October is the start of flu season. It’s also the time of year when people have questions about flu shots and flu prevention. To clear up some common concerns, here are some of the most common myths about flu shots, along with the facts.


Myth: You can get the flu from the flu shot.

Fact: This is simply not true. In fact, it’s impossible.

“It is not a live vaccine,” explains Alexis Valente, interim manager of occupational health, safety and wellness at Women’s College Hospital. “You cannot get the flu from the flu shot because it is an inactive virus that is in the shot.”

Even though the vaccine used in flu shot injections contains no live vaccine, this is one of the most common myths about flu shots. Some people report that they became ill after having the shot, but they had probably already been exposed to whatever made them ill.

“It’s likely because something was already in their system, but they weren’t showing symptoms yet,” Valente says. It takes about two weeks for the flu vaccine to take effect, so people are still at risk immediately after getting a shot. That’s one of the reasons people are encouraged to get their flu shot early.


Myth: I don’t need a flu shot because I got one last year.

Fact: To be protected, you need to get a flu shot every year.

There are two reasons for this. One is that a flu shot’s protection wears off over time. The second is that the flu virus changes – or mutates – over time.
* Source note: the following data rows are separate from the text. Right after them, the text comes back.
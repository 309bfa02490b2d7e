//! Frame dependency data model
//!
//! Value types describing how frames of a scalable encoding reference each
//! other: per-frame decode target indications, reusable dependency
//! templates, and the per-frame info an encoder callback produces. These
//! are the in-memory counterparts of the RTP Dependency Descriptor header
//! extension.

use std::fmt;

/// How a frame relates to one decode target
#[derive(Debug, Clone, Copy, PartialEq, Eq, Hash)]
pub enum DecodeTargetIndication {
    /// Frame is not present in the target
    NotPresent,
    /// Present but droppable without breaking later frames
    Discardable,
    /// Decoding can switch to this target at this frame
    Switch,
    /// Required for the target
    Required,
}

impl DecodeTargetIndication {
    /// Single-character encoding used in template strings
    pub fn from_char(c: char) -> Option<Self> {
        match c {
            '-' => Some(DecodeTargetIndication::NotPresent),
            'D' => Some(DecodeTargetIndication::Discardable),
            'S' => Some(DecodeTargetIndication::Switch),
            'R' => Some(DecodeTargetIndication::Required),
            _ => None,
        }
    }

    pub fn as_char(self) -> char {
        match self {
            DecodeTargetIndication::NotPresent => '-',
            DecodeTargetIndication::Discardable => 'D',
            DecodeTargetIndication::Switch => 'S',
            DecodeTargetIndication::Required => 'R',
        }
    }
}

impl fmt::Display for DecodeTargetIndication {
    fn fmt(&self, f: &mut fmt::Formatter<'_>) -> fmt::Result {
        write!(f, "{}", self.as_char())
    }
}

/// One reusable pattern in a dependency structure
///
/// Setters are brief so templates read close to their wire description:
/// `FrameDependencyTemplate::new().spatial_layer(1).dtis("-S").frame_diffs([2])`.
#[derive(Debug, Clone, Default, PartialEq, Eq)]
pub struct FrameDependencyTemplate {
    pub spatial_id: u8,
    pub temporal_id: u8,
    pub decode_target_indications: Vec<DecodeTargetIndication>,
    pub frame_diffs: Vec<usize>,
    pub chain_diffs: Vec<usize>,
}

impl FrameDependencyTemplate {
    pub fn new() -> Self {
        Self::default()
    }

    pub fn spatial_layer(mut self, spatial_id: u8) -> Self {
        self.spatial_id = spatial_id;
        self
    }

    pub fn temporal_layer(mut self, temporal_id: u8) -> Self {
        self.temporal_id = temporal_id;
        self
    }

    /// One character per decode target: `-`, `D`, `S` or `R`
    pub fn dtis(mut self, dtis: &str) -> Self {
        self.decode_target_indications = dtis
            .chars()
            .filter_map(DecodeTargetIndication::from_char)
            .collect();
        debug_assert_eq!(
            self.decode_target_indications.len(),
            dtis.chars().count(),
            "invalid decode target indication in {dtis:?}"
        );
        self
    }

    /// Backward distances to this frame's direct dependencies
    pub fn frame_diffs<I: IntoIterator<Item = usize>>(mut self, diffs: I) -> Self {
        self.frame_diffs = diffs.into_iter().collect();
        self
    }

    /// Backward distance to each chain's most recent frame
    pub fn chain_diffs<I: IntoIterator<Item = usize>>(mut self, diffs: I) -> Self {
        self.chain_diffs = diffs.into_iter().collect();
        self
    }
}

/// The full dependency description a sender signals once per structure
#[derive(Debug, Clone, Default, PartialEq, Eq)]
pub struct FrameDependencyStructure {
    pub num_decode_targets: usize,
    pub num_chains: usize,
    /// For each decode target, the chain that protects it
    pub decode_target_protected_by_chain: Vec<usize>,
    pub templates: Vec<FrameDependencyTemplate>,
}

/// How a frame uses one encoder buffer slot
#[derive(Debug, Clone, Copy, PartialEq, Eq)]
pub struct CodecBufferUsage {
    pub id: usize,
    pub referenced: bool,
    pub updated: bool,
}

impl CodecBufferUsage {
    pub fn reference(id: usize) -> Self {
        CodecBufferUsage {
            id,
            referenced: true,
            updated: false,
        }
    }

    pub fn update(id: usize) -> Self {
        CodecBufferUsage {
            id,
            referenced: false,
            updated: true,
        }
    }

    pub fn reference_and_update(id: usize) -> Self {
        CodecBufferUsage {
            id,
            referenced: true,
            updated: true,
        }
    }
}

/// One frame a scalability structure asks the encoder to produce
///
/// `id` identifies the position in the structure's pattern and is how
/// [`on_encode_done`](crate::svc::ScalableVideoController::on_encode_done)
/// finds the right decode target indications. A keyframe references
/// nothing and only updates buffers.
#[derive(Debug, Clone, Default, PartialEq, Eq)]
pub struct LayerFrameConfig {
    pub id: Option<usize>,
    pub keyframe: bool,
    pub spatial_id: u8,
    pub temporal_id: u8,
    pub buffers: Vec<CodecBufferUsage>,
}

impl LayerFrameConfig {
    pub fn new() -> Self {
        Self::default()
    }

    pub fn id(mut self, id: usize) -> Self {
        self.id = Some(id);
        self
    }

    pub fn keyframe(mut self) -> Self {
        self.keyframe = true;
        self
    }

    pub fn s(mut self, spatial_id: u8) -> Self {
        self.spatial_id = spatial_id;
        self
    }

    pub fn t(mut self, temporal_id: u8) -> Self {
        self.temporal_id = temporal_id;
        self
    }

    pub fn reference(mut self, buffer: usize) -> Self {
        self.buffers.push(CodecBufferUsage::reference(buffer));
        self
    }

    pub fn update(mut self, buffer: usize) -> Self {
        self.buffers.push(CodecBufferUsage::update(buffer));
        self
    }

    pub fn reference_and_update(mut self, buffer: usize) -> Self {
        self.buffers.push(CodecBufferUsage::reference_and_update(buffer));
        self
    }

    pub fn is_keyframe(&self) -> bool {
        self.keyframe
    }
}

/// What the encoder actually produced for one frame, ready for signalling
#[derive(Debug, Clone, Default, PartialEq, Eq)]
pub struct GenericFrameInfo {
    pub spatial_id: u8,
    pub temporal_id: u8,
    pub encoder_buffers: Vec<CodecBufferUsage>,
    pub decode_target_indications: Vec<DecodeTargetIndication>,
    /// For each chain, whether this frame strengthens it
    pub part_of_chain: Vec<bool>,
}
The vaccine is updated from one year to the next, to try to make it as effective as possible against the current flu virus.

“There are different strains of flu virus,” Valente says. “So each year a new vaccine is formulated based on research predicting which viruses are likely to be common this season.”


Myth: The flu shot is not effective.

Fact: The flu shot does not always provide complete protection, but it is the best protection available.

There are different strains of flu virus, and the vaccine does not protect against all of them. Effectiveness can vary from year to year depending on how accurately the vaccine matches the strains that are circulating that year.

“Last year, for the 2015-16 flu season, the flu shot was 64 per cent effective,” Valente says. “That’s not as high as some other years. However, it’s better than being zero per cent effective if you don’t get a flu shot.”


Myth: I eat well and exercise, so I won’t get the flu.

Fact: Anyone can catch the flu.

That’s why the flu shot is recommended for most people over six months old. A healthy lifestyle is very important to your overall well-being and long-term health, but flu shots and good hand hygiene are the best defence against flu.

The flu virus spreads through droplets that are transported when an infected person coughs, sneezes or talks. People nearby can inhale these droplets and become infected. Infected people can also leave droplets on surfaces such as doorknobs, elevator buttons, or other surfaces that many people touch. Another person can become infected by touching these surfaces and then touching their own nose, mouth or eyes. That’s why it’s so important to clean your hands frequently and use hand sanitizer.

“Two things we really promote here at Women’s College Hospital are good hand hygiene and getting a flu shot, because in healthcare the rate of getting flu is much higher than in other workplaces,” Valente says.


Myth: The flu is no big deal.

Fact: Flu can be a serious illness.

Valente notes that complications that can arise from flu include pneumonia, hospitalization and, in rare cases, even death.

According to the Public Health Agency of Canada, there are about 1 billion cases of flu worldwide every year, and 3 million to 5 million of those cause severe illness. The flu kills between 250,000 and 500,000 people worldwide every year. The most vulnerable groups include people over age 65 or under age 5, pregnant women, and people with other health conditions.

Even in cases that don’t become severe or life-threatening, the flu is very unpleasant and usually lasts 10 days to two weeks.

Another thing to consider is the possibility of passing the flu virus to someone more vulnerable.

“You can pass it on to a family member, a colleague or a member of the public,” Valente says.


Myth: Pregnant women should not get a flu shot.

Fact: Canada’s National Advisory Committee on Immunization (NACI) notes that pregnant women are at increased risk for complications from flu, and recommends flu shots for all pregnant women.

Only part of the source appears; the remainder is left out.